Word for word, restate every record.

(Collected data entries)

####

// Copyright 2025 the Understory Authors
// SPDX-License-Identifier: Apache-2.0 OR MIT

//! Read access to entity positions.
//!
//! The tree stores caller-chosen handles, never the entities themselves. Every
//! operation that needs coordinates borrows a [`PositionSource`] that maps a handle to
//! the entity's current position.

use alloc::vec::Vec;
use core::fmt;

use kurbo::Point;

/// Something with a readable 2D position.
pub trait HasPosition {
    /// Current position.
    fn position(&self) -> Point;
}

impl HasPosition for Point {
    fn position(&self) -> Point {
        *self
    }
}

/// Resolves handles of type `H` to current positions.
///
/// Positions must not change while a tree operation borrowing the source is running.
pub trait PositionSource<H> {
    /// Current position of the entity behind `handle`.
    fn position(&self, handle: H) -> Point;
}

/// Slot-indexed storage: the handle is the index into the slice.
impl<E: HasPosition> PositionSource<usize> for [E] {
    fn position(&self, handle: usize) -> Point {
        self[handle].position()
    }
}

impl<E: HasPosition> PositionSource<usize> for Vec<E> {
    fn position(&self, handle: usize) -> Point {
        self.as_slice()[handle].position()
    }
}

/// Adapter that turns a closure into a [`PositionSource`].
///
/// ```
/// use kurbo::Point;
/// use understory_quadtree::{PositionFn, PositionSource};
///
/// let src = PositionFn(|id: u32| Point::new(f64::from(id), 0.0));
/// assert_eq!(src.position(3), Point::new(3.0, 0.0));
/// ```
#[derive(Clone, Copy)]
pub struct PositionFn<F>(pub F);

impl<H, F: Fn(H) -> Point> PositionSource<H> for PositionFn<F> {
    fn position(&self, handle: H) -> Point {
        (self.0)(handle)
    }
}

impl<F> fmt::Debug for PositionFn<F> {
    fn fmt(&self, f: &mut fmt::Formatter<'_>) -> fmt::Result {
        f.debug_struct("PositionFn").finish_non_exhaustive()
    }
}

####

> **Exercise response**:
// Copyright 2025 the Understory Authors
// SPDX-License-Identifier: Apache-2.0 OR MIT

//! Read access to entity positions.
//!
//! The tree stores caller-chosen handles, never the entities themselves. Every
//! operation that needs coordinates borrows a [`PositionSource`] that maps a handle to
//! the entity's current position.

use alloc::vec::Vec;
use core::fmt;

use kurbo::Point;

/// Something with a readable 2D position.
pub trait HasPosition {
    /// Current position.
    fn position(&self) -> Point;
}

impl HasPosition for Point {
    fn position(&self) -> Point {
        *self
    }
}

/// Resolves handles of type `H` to current positions.
///
/// Positions must not change while a tree operation borrowing the source is running.
pub trait PositionSource<H> {
    /// Current position of the entity behind `handle`.
    fn position(&self, handle: H) -> Point;
}

/// Slot-indexed storage: the handle is the index into the slice.
impl<E: HasPosition> PositionSource<usize> for [E] {
    fn position(&self, handle: usize) -> Point {
        self[handle].position()
    }
}

impl<E: HasPosition> PositionSource<usize> for Vec<E> {
    fn position(&self, handle: usize) -> Point {
        self.as_slice()[handle].position()
    }
}

/// Adapter that turns a closure into a [`PositionSource`].
///
/// ```
/// use kurbo::Point;
/// use understory_quadtree::{PositionFn, PositionSource};
///
/// let src = PositionFn(|id: u32| Point::new(f64::from(id), 0.0));
/// assert_eq!(src.position(3), Point::new(3.0, 0.0));
/// ```
#[derive(Clone, Copy)]
pub struct PositionFn<F>(pub F);

impl<H, F: Fn(H) -> Point> PositionSource<H> for PositionFn<F> {
    fn position(&self, handle: H) -> Point {
        (self.0)(handle)
    }
}

impl<F> fmt::Debug for PositionFn<F> {
    fn fmt(&self, f: &mut fmt::Formatter<'_>) -> fmt::Result {
        f.debug_struct("PositionFn").finish_non_exhaustive()
    }
}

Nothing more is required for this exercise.